Chicago Public Schools CEO Barbara Byrd-Bennett said the report backs up many efforts by CPS to improve attendance rates. But she defended the use of test scores.
"Standardized tests both help inform classroom instruction and gauge student achievement, while also providing students, teachers and schools with a universal measure of performance,” Byrd-Bennett said.
But critics said the report calls into question the district’s use of test scores in determining which students get to go to a selective-enrollment high school. In the current system, student scores on so-called MAP tests as well as on an entrance exam account for two-thirds of the criteria used to determine who gets into the highly coveted schools. Grades account for one-third.
“This is kind of a bombshell,” said Cassie Creswell, an organizer for More Than a Score, which advocates for fewer high-stakes tests in schools. “It says that it’s crazy that we’re sorting kids by test scores — that’s a big deal.”

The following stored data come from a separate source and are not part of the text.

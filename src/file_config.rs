//! INI configuration loading for the MQTT handler.
//!
//! A handler is described by one INI section whose keys mirror the option
//! names used by the handler's configuration surface:
//!
//! ```ini
//! [handler_mqtt]
//! logTopic = devices/edge-1/log
//! logTopicIncludeTag = true
//! watchdogIntervalMs = 10000
//! host = broker.local
//! port = 1883
//! ```
//!
//! Unknown keys are rejected so typos do not silently fall back to defaults.

use std::fs;
use std::io::ErrorKind;
use std::path::Path;
use std::str::FromStr;

use ini::{Ini, Properties};

use crate::{
    handlers::{BackoffOverrides, HandlerBuildError, MqttHandlerBuilder},
    mqtt_handler::PayloadFormat,
};

/// Read `section` from the INI file at `path` into a builder.
pub fn builder_from_ini_file(
    path: impl AsRef<Path>,
    section: &str,
) -> Result<MqttHandlerBuilder, HandlerBuildError> {
    let path = path.as_ref();
    let text = fs::read_to_string(path).map_err(|err| match err.kind() {
        ErrorKind::NotFound => {
            HandlerBuildError::InvalidConfig(format!("{} doesn't exist", path.display()))
        }
        _ => HandlerBuildError::Io(err),
    })?;
    builder_from_ini_str(&text, section)
}

/// Parse `section` out of INI `text` into a builder.
pub fn builder_from_ini_str(
    text: &str,
    section: &str,
) -> Result<MqttHandlerBuilder, HandlerBuildError> {
    let ini = Ini::load_from_str(text)
        .map_err(|err| HandlerBuildError::InvalidConfig(format!("invalid ini: {err}")))?;
    let props = ini.section(Some(section)).ok_or_else(|| {
        HandlerBuildError::InvalidConfig(format!("missing section [{section}]"))
    })?;
    apply_section(props)
}

fn parse_value<T: FromStr>(key: &str, value: &str) -> Result<T, HandlerBuildError> {
    value.trim().parse().map_err(|_| {
        HandlerBuildError::InvalidConfig(format!("{key} has an invalid value: {value:?}"))
    })
}

fn parse_bool(key: &str, value: &str) -> Result<bool, HandlerBuildError> {
    match value.trim().to_ascii_lowercase().as_str() {
        "1" | "true" | "yes" | "on" => Ok(true),
        "0" | "false" | "no" | "off" => Ok(false),
        _ => Err(HandlerBuildError::InvalidConfig(format!(
            "{key} must be a boolean, got {value:?}"
        ))),
    }
}

fn apply_section(props: &Properties) -> Result<MqttHandlerBuilder, HandlerBuildError> {
    let mut builder = MqttHandlerBuilder::new();
    let mut backoff = BackoffOverrides::new();
    let mut host = None;
    let mut port = None;
    let mut username = None;
    let mut password = None;
    let mut tls = false;
    let mut tls_insecure = false;

    for (key, value) in props.iter() {
        builder = match key {
            "logTopic" => builder.with_log_topic(value.trim()),
            "logTopicIncludeTag" => builder.with_topic_include_tag(parse_bool(key, value)?),
            "watchdogIntervalMs" => builder.with_watchdog_interval_ms(parse_value(key, value)?),
            "watchdogDisable" => builder.with_watchdog_disabled(parse_bool(key, value)?),
            "clientId" => builder.with_client_id(value.trim().to_owned()),
            "keepAliveSecs" => builder.with_keep_alive_secs(parse_value(key, value)?),
            "cleanSession" => builder.with_clean_session(parse_bool(key, value)?),
            "capacity" => builder.with_capacity(parse_value(key, value)?),
            "qos" => builder.with_qos(parse_value(key, value)?),
            "shutdownTimeoutMs" => builder.with_shutdown_timeout_ms(parse_value(key, value)?),
            "warnIntervalMs" => builder.with_warn_interval_ms(parse_value(key, value)?),
            "payloadFormat" => {
                let format = PayloadFormat::parse(value).ok_or_else(|| {
                    HandlerBuildError::InvalidConfig(format!(
                        "payloadFormat must be json or msgpack, got {value:?}"
                    ))
                })?;
                builder.with_payload_format(format)
            }
            "host" => {
                host = Some(value.trim().to_owned());
                builder
            }
            "port" => {
                port = Some(parse_value::<u16>(key, value)?);
                builder
            }
            "username" => {
                username = Some(value.to_owned());
                builder
            }
            "password" => {
                password = Some(value.to_owned());
                builder
            }
            "tls" => {
                tls = parse_bool(key, value)?;
                builder
            }
            "tlsInsecure" => {
                tls_insecure = parse_bool(key, value)?;
                builder
            }
            "backoffBaseMs" => {
                backoff = backoff.with_base_ms(parse_value(key, value)?);
                builder
            }
            "backoffCapMs" => {
                backoff = backoff.with_cap_ms(parse_value(key, value)?);
                builder
            }
            "backoffResetAfterMs" => {
                backoff = backoff.with_reset_after_ms(parse_value(key, value)?);
                builder
            }
            "backoffDeadlineMs" => {
                backoff = backoff.with_deadline_ms(parse_value(key, value)?);
                builder
            }
            other => {
                return Err(HandlerBuildError::InvalidConfig(format!(
                    "unknown mqtt handler option: {other}"
                )));
            }
        };
    }

    if host.is_some() || port.is_some() {
        builder = builder.with_broker(
            host.unwrap_or_else(|| "localhost".into()),
            port.unwrap_or(crate::mqtt_handler::DEFAULT_BROKER_PORT),
        );
    }
    match (username, password) {
        (Some(user), pass) => builder = builder.with_credentials(user, pass.unwrap_or_default()),
        (None, Some(_)) => {
            return Err(HandlerBuildError::InvalidConfig(
                "password given without username".into(),
            ));
        }
        (None, None) => {}
    }
    if tls {
        builder = builder.with_tls(tls_insecure);
    }
    Ok(builder.with_backoff(backoff))
}

#[cfg(test)]
mod tests {
    use super::*;
    use rstest::rstest;
    use std::io::Write;
    use std::time::Duration;
    use tempfile::NamedTempFile;

    const SAMPLE: &str = r#"
[handler_mqtt]
logTopic = plant/line1/log
logTopicIncludeTag = true
watchdogIntervalMs = 2500
host = broker.local
port = 8883
username = logger
password = hunter2
tls = yes
payloadFormat = msgpack
backoffDeadlineMs = 60000
"#;

    #[rstest]
    fn section_maps_onto_config() {
        let config = builder_from_ini_str(SAMPLE, "handler_mqtt")
            .expect("section parses")
            .build_config()
            .expect("config validates");
        assert_eq!(config.log_topic, "plant/line1/log");
        assert!(config.topic_include_tag);
        assert_eq!(config.watchdog_interval, Duration::from_millis(2500));
        assert_eq!(config.broker.host, "broker.local");
        assert_eq!(config.broker.port, 8883);
        assert!(config.broker.tls.is_some());
        assert_eq!(config.payload_format, PayloadFormat::MessagePack);
        assert_eq!(config.broker.backoff.deadline, Some(Duration::from_secs(60)));
        let credentials = config.broker.credentials.expect("credentials set");
        assert_eq!(credentials.username, "logger");
        assert_eq!(credentials.password, "hunter2");
    }

    #[rstest]
    fn missing_section_is_reported() {
        let err = builder_from_ini_str(SAMPLE, "handler_other").unwrap_err();
        assert!(matches!(err, HandlerBuildError::InvalidConfig(msg) if msg.contains("handler_other")));
    }

    #[rstest]
    #[case("[h]\nlogTopic = a\nbogus = 1\n", "bogus")]
    #[case("[h]\nlogTopic = a\nport = huge\n", "port")]
    #[case("[h]\nlogTopic = a\nwatchdogDisable = maybe\n", "watchdogDisable")]
    #[case("[h]\nlogTopic = a\npassword = x\n", "username")]
    fn invalid_entries_are_rejected(#[case] text: &str, #[case] needle: &str) {
        let err = builder_from_ini_str(text, "h").unwrap_err();
        assert!(
            matches!(&err, HandlerBuildError::InvalidConfig(msg) if msg.contains(needle)),
            "unexpected error: {err}"
        );
    }

    #[rstest]
    fn reads_from_disk() {
        let mut file = NamedTempFile::new().expect("create temp ini file");
        write!(file, "[mqtt]\nlogTopic = log\nwatchdogDisable = true\n").expect("write ini");
        let config = builder_from_ini_file(file.path(), "mqtt")
            .expect("file parses")
            .build_config()
            .expect("config validates");
        assert_eq!(config.log_topic, "log");
        assert!(config.watchdog_disabled);
    }

    #[rstest]
    fn missing_file_is_invalid_config() {
        let err = builder_from_ini_file("/nonexistent/femto-mqtt.ini", "mqtt").unwrap_err();
        assert!(matches!(err, HandlerBuildError::InvalidConfig(msg) if msg.contains("doesn't exist")));
    }
}
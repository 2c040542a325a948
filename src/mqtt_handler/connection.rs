//! Connection state driven by broker lifecycle events.

use std::sync::atomic::{AtomicBool, AtomicU8, Ordering};

use log::{error, info, warn};

use super::broker::BrokerEvent;

/// Most recently observed status of the broker connection.
#[derive(Clone, Copy, Debug, PartialEq, Eq)]
#[repr(u8)]
pub enum ConnectionState {
    Disconnected = 0,
    Connected = 1,
    /// Closed after an intentional shutdown.
    Closed = 2,
}

impl ConnectionState {
    fn from_u8(value: u8) -> Self {
        match value {
            1 => Self::Connected,
            2 => Self::Closed,
            _ => Self::Disconnected,
        }
    }
}

/// Shared holder of [`ConnectionState`].
///
/// The state is only ever written by [`observe`](Self::observe), which the
/// broker client invokes for each lifecycle event. Nothing here reports
/// failures outward; every event is recorded and logged.
#[derive(Debug)]
pub struct ConnectionMonitor {
    state: AtomicU8,
    closed_intentionally: AtomicBool,
}

impl Default for ConnectionMonitor {
    fn default() -> Self {
        Self::new()
    }
}

impl ConnectionMonitor {
    pub fn new() -> Self {
        Self {
            state: AtomicU8::new(ConnectionState::Disconnected as u8),
            closed_intentionally: AtomicBool::new(false),
        }
    }

    pub fn state(&self) -> ConnectionState {
        ConnectionState::from_u8(self.state.load(Ordering::Acquire))
    }

    pub fn is_connected(&self) -> bool {
        self.state() == ConnectionState::Connected
    }

    /// Whether the handler has begun an intentional shutdown.
    pub fn closed_intentionally(&self) -> bool {
        self.closed_intentionally.load(Ordering::Acquire)
    }

    /// Flag the upcoming close as deliberate.
    pub fn mark_closing(&self) {
        self.closed_intentionally.store(true, Ordering::Release);
    }

    /// True when the watchdog should nudge the client.
    pub fn needs_reconnect(&self) -> bool {
        !self.closed_intentionally() && !self.is_connected()
    }

    fn set(&self, state: ConnectionState) {
        self.state.store(state as u8, Ordering::Release);
    }

    /// Apply a broker lifecycle event.
    pub fn observe(&self, event: BrokerEvent) {
        match event {
            BrokerEvent::Connect => {
                self.set(ConnectionState::Connected);
                info!("FemtoMqttHandler connected to broker");
            }
            BrokerEvent::Error(description) => {
                self.set(ConnectionState::Disconnected);
                error!("FemtoMqttHandler broker error: {description}");
            }
            BrokerEvent::Close => {
                if self.closed_intentionally() {
                    self.set(ConnectionState::Closed);
                } else {
                    self.set(ConnectionState::Disconnected);
                }
                warn!("FemtoMqttHandler broker connection closed");
            }
            BrokerEvent::Offline => {
                self.set(ConnectionState::Disconnected);
                warn!("FemtoMqttHandler broker client offline");
            }
        }
    }
}

#[cfg(test)]
mod tests {
    use super::*;
    use logtest::Logger;
    use rstest::rstest;
    use serial_test::serial;

    #[rstest]
    #[case(BrokerEvent::Error("refused".into()))]
    #[case(BrokerEvent::Close)]
    #[case(BrokerEvent::Offline)]
    fn non_connect_events_mark_disconnected(#[case] event: BrokerEvent) {
        let monitor = ConnectionMonitor::new();
        monitor.observe(BrokerEvent::Connect);
        assert!(monitor.is_connected());
        monitor.observe(event);
        assert_eq!(monitor.state(), ConnectionState::Disconnected);
        assert!(monitor.needs_reconnect());
    }

    #[test]
    fn close_after_shutdown_is_terminal() {
        let monitor = ConnectionMonitor::new();
        monitor.observe(BrokerEvent::Connect);
        monitor.mark_closing();
        monitor.observe(BrokerEvent::Close);
        assert_eq!(monitor.state(), ConnectionState::Closed);
        assert!(!monitor.needs_reconnect());
    }

    #[test]
    #[serial]
    fn events_are_logged_at_matching_levels() {
        let mut logger = Logger::start();
        while logger.pop().is_some() {}
        let monitor = ConnectionMonitor::new();
        monitor.observe(BrokerEvent::Connect);
        monitor.observe(BrokerEvent::Error("refused by monitor-test".into()));
        monitor.observe(BrokerEvent::Offline);

        let mut seen = Vec::new();
        while let Some(record) = logger.pop() {
            seen.push((record.level(), record.args().to_string()));
        }
        let level_of = |needle: &str| {
            seen.iter()
                .find(|(_, msg)| msg.contains(needle))
                .map(|(level, _)| *level)
        };
        assert_eq!(level_of("connected to broker"), Some(log::Level::Info));
        assert_eq!(level_of("refused by monitor-test"), Some(log::Level::Error));
        assert_eq!(level_of("client offline"), Some(log::Level::Warn));
    }
}
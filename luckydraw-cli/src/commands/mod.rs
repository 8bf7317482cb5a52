pub mod admin;
pub mod draw;
pub mod prize;

pub use admin::{handle_clear, handle_reset, handle_restore_defaults};
pub use draw::{handle_draw, handle_history, handle_status, handle_watch};
pub use prize::{handle_prize_command, PrizeCommands};

use luckydraw_core::Prize;

pub(crate) fn describe(prize: &Prize) -> String {
    match &prize.description {
        Some(description) => format!("{} ({})", prize.name, description),
        None => prize.name.clone(),
    }
}
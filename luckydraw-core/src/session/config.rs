use crate::error::{DrawError, Result};
use crate::prize::{validate_name, validate_total_count, PrizeRegistry};
use crate::storage::DOCUMENT_KEY;
use crate::types::LotteryAggregate;
use serde::{Deserialize, Serialize};
use std::path::Path;
use std::time::Duration;

/// A prize to stock when no saved state exists.
#[derive(Debug, Clone, PartialEq, Eq, Serialize, Deserialize)]
pub struct PrizeSeed {
    pub name: String,
    pub count: u32,
    #[serde(default, skip_serializing_if = "Option::is_none")]
    pub description: Option<String>,
}

impl PrizeSeed {
    pub fn new(name: &str, count: u32) -> Self {
        Self {
            name: name.to_string(),
            count,
            description: None,
        }
    }
}

/// Festival prize table used as the out-of-the-box pool.
pub const DEFAULT_PRIZES: &[(&str, u32)] = &[
    ("Smile - 帆布袋", 300),
    ("Smile - 精美故宫文创", 5),
    ("Smile - 帽子", 20),
    ("Smile - 文创", 30),
    ("Smile - 扇子", 26),
    ("Smile - 火锅筷", 7),
    ("课代表立正 - Hoodie", 50),
    ("大统华 - T&T Gift Card", 46),
    ("大统华 - 新年冰箱贴", 15),
    ("大统华 - 新年贴纸", 5),
    ("大统华 - 钥匙串", 5),
    ("RC医美 - 美妆礼品袋", 30),
    ("佳遇十番 - 小马挂件", 50),
];

#[derive(Debug, Clone, Serialize, Deserialize)]
#[serde(default)]
pub struct SessionConfig {
    pub document_key: String,
    pub default_prizes: Vec<PrizeSeed>,
    /// Fixed seed for rehearsals; drawn from the OS when absent.
    pub rng_seed: Option<u64>,
    pub poll_interval_ms: u64,
    pub subscription_buffer: usize,
    pub command_buffer: usize,
    /// Prefer the remote copy over the cache when starting.
    pub sync_on_start: bool,
}

impl Default for SessionConfig {
    fn default() -> Self {
        Self {
            document_key: DOCUMENT_KEY.to_string(),
            default_prizes: DEFAULT_PRIZES
                .iter()
                .map(|(name, count)| PrizeSeed::new(name, *count))
                .collect(),
            rng_seed: None,
            poll_interval_ms: 500,
            subscription_buffer: 32,
            command_buffer: 64,
            sync_on_start: true,
        }
    }
}

impl SessionConfig {
    pub fn from_file(path: &Path) -> Result<Self> {
        let raw = std::fs::read_to_string(path)?;
        let config: SessionConfig = serde_json::from_str(&raw)
            .map_err(|e| DrawError::config(format!("{}: {}", path.display(), e)))?;
        config.validate()?;
        Ok(config)
    }

    pub fn poll_interval(&self) -> Duration {
        Duration::from_millis(self.poll_interval_ms)
    }

    pub fn validate(&self) -> Result<()> {
        if self.document_key.trim().is_empty() {
            return Err(DrawError::config("Document key cannot be empty"));
        }

        if self.poll_interval_ms == 0 {
            return Err(DrawError::config("Poll interval must be greater than 0"));
        }

        if self.subscription_buffer == 0 || self.command_buffer == 0 {
            return Err(DrawError::config("Channel buffers must be greater than 0"));
        }

        for seed in &self.default_prizes {
            validate_name(&seed.name)
                .and_then(|_| validate_total_count(seed.count as f64))
                .map_err(|e| {
                    DrawError::config(format!("Default prize '{}': {}", seed.name, e))
                })?;
        }

        Ok(())
    }

    /// A fresh aggregate stocked with the default prizes, each with a new id.
    pub fn default_aggregate(&self) -> Result<LotteryAggregate> {
        let mut prizes = Vec::with_capacity(self.default_prizes.len());
        let mut registry = PrizeRegistry::new(&mut prizes);
        for seed in &self.default_prizes {
            registry.add(&seed.name, seed.count as f64, seed.description.as_deref())?;
        }
        Ok(LotteryAggregate::with_prizes(prizes))
    }
}
use crate::error::{DrawError, Result};
use crate::storage::LocalTier;
use chrono::Utc;
use parking_lot::Mutex;
use rusqlite::{params, Connection, OptionalExtension};
use std::path::Path;

/// Local document cache in a SQLite file.
pub struct SqliteCache {
    conn: Mutex<Connection>,
}

impl SqliteCache {
    pub fn open(db_path: &Path) -> Result<Self> {
        // Create parent directory if it doesn't exist
        if let Some(parent) = db_path.parent() {
            std::fs::create_dir_all(parent)
                .map_err(|e| DrawError::internal(format!("Failed to create directory: {}", e)))?;
        }

        let conn = Connection::open(db_path)?;
        Self::with_connection(conn)
    }

    pub fn in_memory() -> Result<Self> {
        Self::with_connection(Connection::open_in_memory()?)
    }

    fn with_connection(conn: Connection) -> Result<Self> {
        let cache = Self {
            conn: Mutex::new(conn),
        };
        cache.init_schema()?;
        Ok(cache)
    }

    fn init_schema(&self) -> Result<()> {
        let conn = self.conn.lock();

        conn.execute(
            "CREATE TABLE IF NOT EXISTS documents (
                key TEXT PRIMARY KEY,
                body TEXT NOT NULL,
                updated_at INTEGER NOT NULL
            )",
            [],
        )?;

        Ok(())
    }
}

impl LocalTier for SqliteCache {
    fn read(&self, key: &str) -> Result<Option<String>> {
        let conn = self.conn.lock();

        let body = conn
            .query_row(
                "SELECT body FROM documents WHERE key = ?1",
                params![key],
                |row| row.get(0),
            )
            .optional()?;

        Ok(body)
    }

    fn write(&self, key: &str, document: &str) -> Result<()> {
        let conn = self.conn.lock();

        conn.execute(
            "INSERT OR REPLACE INTO documents (key, body, updated_at) VALUES (?1, ?2, ?3)",
            params![key, document, Utc::now().timestamp_millis()],
        )?;

        Ok(())
    }

    fn remove(&self, key: &str) -> Result<()> {
        let conn = self.conn.lock();
        conn.execute("DELETE FROM documents WHERE key = ?1", params![key])?;
        Ok(())
    }
}
pub mod document;

pub use document::{check_document, DocumentCheck, RejectReason};

use crate::error::{DrawError, Result};
use crate::storage::{document_digest, LocalTier, RemoteTier, DOCUMENT_KEY};
use crate::types::LotteryAggregate;
use parking_lot::Mutex;
use std::collections::VecDeque;
use std::sync::Arc;
use tokio::sync::mpsc;
use tokio::task::JoinHandle;

/// Upper bound on own writes still waiting for their echo.
const RECENT_WRITES: usize = 16;

/// Persists the lottery aggregate to both tiers and turns remote changes
/// into a stream of validated snapshots.
pub struct StateStore {
    local: Arc<dyn LocalTier>,
    remote: Arc<dyn RemoteTier>,
    key: String,
    recent_writes: Arc<Mutex<VecDeque<String>>>,
}

impl StateStore {
    pub fn new(local: Arc<dyn LocalTier>, remote: Arc<dyn RemoteTier>) -> Self {
        Self::with_key(local, remote, DOCUMENT_KEY)
    }

    pub fn with_key(
        local: Arc<dyn LocalTier>,
        remote: Arc<dyn RemoteTier>,
        key: impl Into<String>,
    ) -> Self {
        Self {
            local,
            remote,
            key: key.into(),
            recent_writes: Arc::new(Mutex::new(VecDeque::with_capacity(RECENT_WRITES))),
        }
    }

    pub fn key(&self) -> &str {
        &self.key
    }

    /// Write to the local cache (best effort) and then the remote tier.
    /// Only a remote failure is returned.
    pub async fn save(&self, aggregate: &LotteryAggregate) -> Result<()> {
        let document = serde_json::to_string(aggregate)?;
        self.write_both(&document).await?;

        tracing::debug!(
            "Saved lottery state: {} prizes, {} drawn",
            aggregate.prizes.len(),
            aggregate.total_drawn
        );
        Ok(())
    }

    async fn write_both(&self, document: &str) -> Result<()> {
        if let Err(e) = self.local.write(&self.key, document) {
            tracing::warn!("Failed to write local lottery cache: {}", e);
        }

        // recorded before the write so the echo cannot outrun it
        self.remember(document);

        self.remote.write(&self.key, document).await.map_err(|e| {
            tracing::error!("Failed to write remote lottery state: {}", e);
            match e {
                DrawError::Persistence(_) => e,
                other => DrawError::persistence(other.to_string()),
            }
        })
    }

    fn remember(&self, document: &str) {
        let mut recent = self.recent_writes.lock();
        if recent.len() == RECENT_WRITES {
            recent.pop_front();
        }
        recent.push_back(document_digest(document));
    }

    /// Read the local cache. Missing, unreadable or invalid entries yield
    /// `None`; an invalid entry is deleted.
    pub fn load(&self) -> Option<LotteryAggregate> {
        let body = match self.local.read(&self.key) {
            Ok(Some(body)) => body,
            Ok(None) => return None,
            Err(e) => {
                tracing::warn!("Failed to read local lottery cache: {}", e);
                return None;
            }
        };

        match check_document(&body) {
            DocumentCheck::Valid(aggregate) => Some(aggregate),
            DocumentCheck::Rejected(reason) => {
                tracing::warn!("Discarding cached lottery state: {}", reason);
                if let Err(e) = self.local.remove(&self.key) {
                    tracing::warn!("Failed to delete corrupted lottery cache: {}", e);
                }
                None
            }
        }
    }

    /// Read the authoritative remote copy and refresh the cache from it.
    pub async fn fetch_remote(&self) -> Result<Option<LotteryAggregate>> {
        let body = match self.remote.read(&self.key).await? {
            Some(body) => body,
            None => return Ok(None),
        };

        match check_document(&body) {
            DocumentCheck::Valid(aggregate) => {
                if let Err(e) = self.local.write(&self.key, &body) {
                    tracing::warn!("Failed to refresh local lottery cache: {}", e);
                }
                Ok(Some(aggregate))
            }
            DocumentCheck::Rejected(reason) => {
                tracing::warn!("Ignoring invalid remote lottery state: {}", reason);
                Ok(None)
            }
        }
    }

    /// Subscribe to remote changes. Each change arrives as a full aggregate;
    /// the echo of each of the store's own writes is dropped once.
    pub async fn subscribe(&self, buffer: usize) -> Result<Subscription> {
        let mut feed = self.remote.on_change(&self.key).await?;
        let (tx, rx) = mpsc::channel(buffer.max(1));
        let local = self.local.clone();
        let key = self.key.clone();
        let recent_writes = self.recent_writes.clone();

        let task = tokio::spawn(async move {
            while let Some(body) = feed.recv().await {
                if consume_echo(&mut recent_writes.lock(), &document_digest(&body)) {
                    tracing::debug!("Skipping echo of own lottery write");
                    continue;
                }

                match check_document(&body) {
                    DocumentCheck::Valid(aggregate) => {
                        if let Err(e) = local.write(&key, &body) {
                            tracing::warn!("Failed to refresh local lottery cache: {}", e);
                        }
                        if tx.send(aggregate).await.is_err() {
                            break;
                        }
                    }
                    DocumentCheck::Rejected(reason) => {
                        tracing::warn!("Ignoring invalid remote lottery state: {}", reason);
                    }
                }
            }
        });

        tracing::debug!("Subscribed to remote lottery state '{}'", self.key);
        Ok(Subscription {
            rx,
            task: Some(task),
        })
    }

    /// Reset the remote copy to the empty aggregate and drop the cache entry.
    /// The remote write is best effort; a cache failure is returned.
    pub async fn clear(&self) -> Result<()> {
        let document = serde_json::to_string(&LotteryAggregate::empty())?;

        self.remember(&document);
        if let Err(e) = self.remote.write(&self.key, &document).await {
            tracing::error!("Failed to clear remote lottery state: {}", e);
        }

        self.local.remove(&self.key)?;
        tracing::info!("Cleared lottery state '{}'", self.key);
        Ok(())
    }
}

/// Echoes arrive in write order. A matching digest consumes that entry and
/// every older one; any other document is a foreign change and forgets all
/// pending entries, so an identical foreign write later is still delivered.
fn consume_echo(pending: &mut VecDeque<String>, digest: &str) -> bool {
    match pending.iter().position(|d| d == digest) {
        Some(index) => {
            pending.drain(..=index);
            true
        }
        None => {
            pending.clear();
            false
        }
    }
}

/// Live feed of remote snapshots. Dropping it unsubscribes.
pub struct Subscription {
    rx: mpsc::Receiver<LotteryAggregate>,
    task: Option<JoinHandle<()>>,
}

impl Subscription {
    pub async fn recv(&mut self) -> Option<LotteryAggregate> {
        self.rx.recv().await
    }

    pub fn is_active(&self) -> bool {
        self.task.is_some()
    }

    /// Stop the feed. Buffered snapshots are discarded, so `recv` returns
    /// `None` from here on. Safe to call more than once.
    pub fn unsubscribe(&mut self) {
        if let Some(task) = self.task.take() {
            task.abort();
            tracing::debug!("Unsubscribed from remote lottery state");
        }
        self.rx.close();
        while self.rx.try_recv().is_ok() {}
    }
}

impl Drop for Subscription {
    fn drop(&mut self) {
        self.unsubscribe();
    }
}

The report says that a student's grade point average in eighth grade is more than twice as likely as test scores to predict which students will earn A's and B's in ninth grade.
The report also says that eighth-grade GPA and attendance information alone can help identify 44 percent of students that will be off track by the end of ninth grade. That's actually good news, the report indicates, because it shows students can still turn things around and succeed.
"Students’ middle school grades are a crucial point of intervention," researchers said.
The report says trying to improve attendance is a better strategy than targeting test scores, which tend not to move much.
Attendance "is much more predictive of passing high school classes and getting high grades in high school than test scores," the researchers said. "As a result, high school outcomes are higher for students who improve their attendance during the middle grade years than for students who improve their test scores."
Still, the report said that sometimes students do well in middle grades "only to see their grades and attendance drop dramatically in ninth grade, putting them at risk of not graduating or not being ready for college," researchers said.
In those cases, a student's high school experience is the key difference, and it "highlights the need for monitoring students’ academic performance closely during the ninth grade year, to make sure they are performing up to their potential."